▶ [Activity] Return every line of the data below, exactly.

Start of Listed records

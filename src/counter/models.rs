//! Data models for the visit counter

use serde::{Deserialize, Serialize};
use serde_json::Value;
use std::collections::BTreeMap;

/// Contents of the counter file
#[derive(Debug, Clone, Default, PartialEq, Eq, Serialize, Deserialize)]
pub struct VisitCounts {
    /// Visits per country code
    #[serde(default)]
    pub countries: BTreeMap<String, u64>,

    /// RFC 3339 UTC timestamp of the last write
    #[serde(default)]
    pub last_updated: Option<String>,
}

impl VisitCounts {
    /// Lenient conversion from arbitrary JSON
    ///
    /// Anything that is not an object, a non-object `countries` field, and
    /// non-integer counts are all dropped rather than rejected.
    pub fn from_json(value: Value) -> Self {
        let Value::Object(mut root) = value else {
            return Self::default();
        };

        let countries = match root.remove("countries") {
            Some(Value::Object(map)) => map
                .into_iter()
                .filter_map(|(code, count)| count.as_u64().map(|n| (code, n)))
                .collect(),
            _ => BTreeMap::new(),
        };

        let last_updated = root
            .remove("last_updated")
            .and_then(|v| v.as_str().map(str::to_string));

        Self {
            countries,
            last_updated,
        }
    }

    /// Add one visit for `country`, returning its new total
    pub fn bump(&mut self, country: &str) -> u64 {
        let count = self.countries.entry(country.to_string()).or_insert(0);
        *count += 1;
        *count
    }

    pub fn total(&self) -> u64 {
        self.countries.values().sum()
    }

    /// Countries by visit count, highest first; ties by code
    pub fn ranked(&self) -> Vec<(&str, u64)> {
        let mut ranked: Vec<(&str, u64)> = self
            .countries
            .iter()
            .map(|(code, count)| (code.as_str(), *count))
            .collect();
        ranked.sort_by(|a, b| b.1.cmp(&a.1).then_with(|| a.0.cmp(b.0)));
        ranked
    }
}

/// Result of recording one visit
#[derive(Debug, Clone, PartialEq, Eq, Serialize)]
pub struct VisitOutcome {
    pub country: String,
    pub total: u64,
}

End of Listed records

▶ [Task result]
filename src/counter/models.rs
//! Data models for the visit counter

use serde::{Deserialize, Serialize};
use serde_json::Value;
use std::collections::BTreeMap;

/// Contents of the counter file
#[derive(Debug, Clone, Default, PartialEq, Eq, Serialize, Deserialize)]
pub struct VisitCounts {
    /// Visits per country code
    #[serde(default)]
    pub countries: BTreeMap<String, u64>,

    /// RFC 3339 UTC timestamp of the last write
    #[serde(default)]
    pub last_updated: Option<String>,
}

impl VisitCounts {
    /// Lenient conversion from arbitrary JSON
    ///
    /// Anything that is not an object, a non-object `countries` field, and
    /// non-integer counts are all dropped rather than rejected.
    pub fn from_json(value: Value) -> Self {
        let Value::Object(mut root) = value else {
            return Self::default();
        };

        let countries = match root.remove("countries") {
            Some(Value::Object(map)) => map
                .into_iter()
                .filter_map(|(code, count)| count.as_u64().map(|n| (code, n)))
                .collect(),
            _ => BTreeMap::new(),
        };

        let last_updated = root
            .remove("last_updated")
            .and_then(|v| v.as_str().map(str::to_string));

        Self {
            countries,
            last_updated,
        }
    }

    /// Add one visit for `country`, returning its new total
    pub fn bump(&mut self, country: &str) -> u64 {
        let count = self.countries.entry(country.to_string()).or_insert(0);
        *count += 1;
        *count
    }

    pub fn total(&self) -> u64 {
        self.countries.values().sum()
    }

    /// Countries by visit count, highest first; ties by code
    pub fn ranked(&self) -> Vec<(&str, u64)> {
        let mut ranked: Vec<(&str, u64)> = self
            .countries
            .iter()
            .map(|(code, count)| (code.as_str(), *count))
            .collect();
        ranked.sort_by(|a, b| b.1.cmp(&a.1).then_with(|| a.0.cmp(b.0)));
        ranked
    }
}

/// Result of recording one visit
#[derive(Debug, Clone, PartialEq, Eq, Serialize)]
pub struct VisitOutcome {
    pub country: String,
    pub total: u64,
}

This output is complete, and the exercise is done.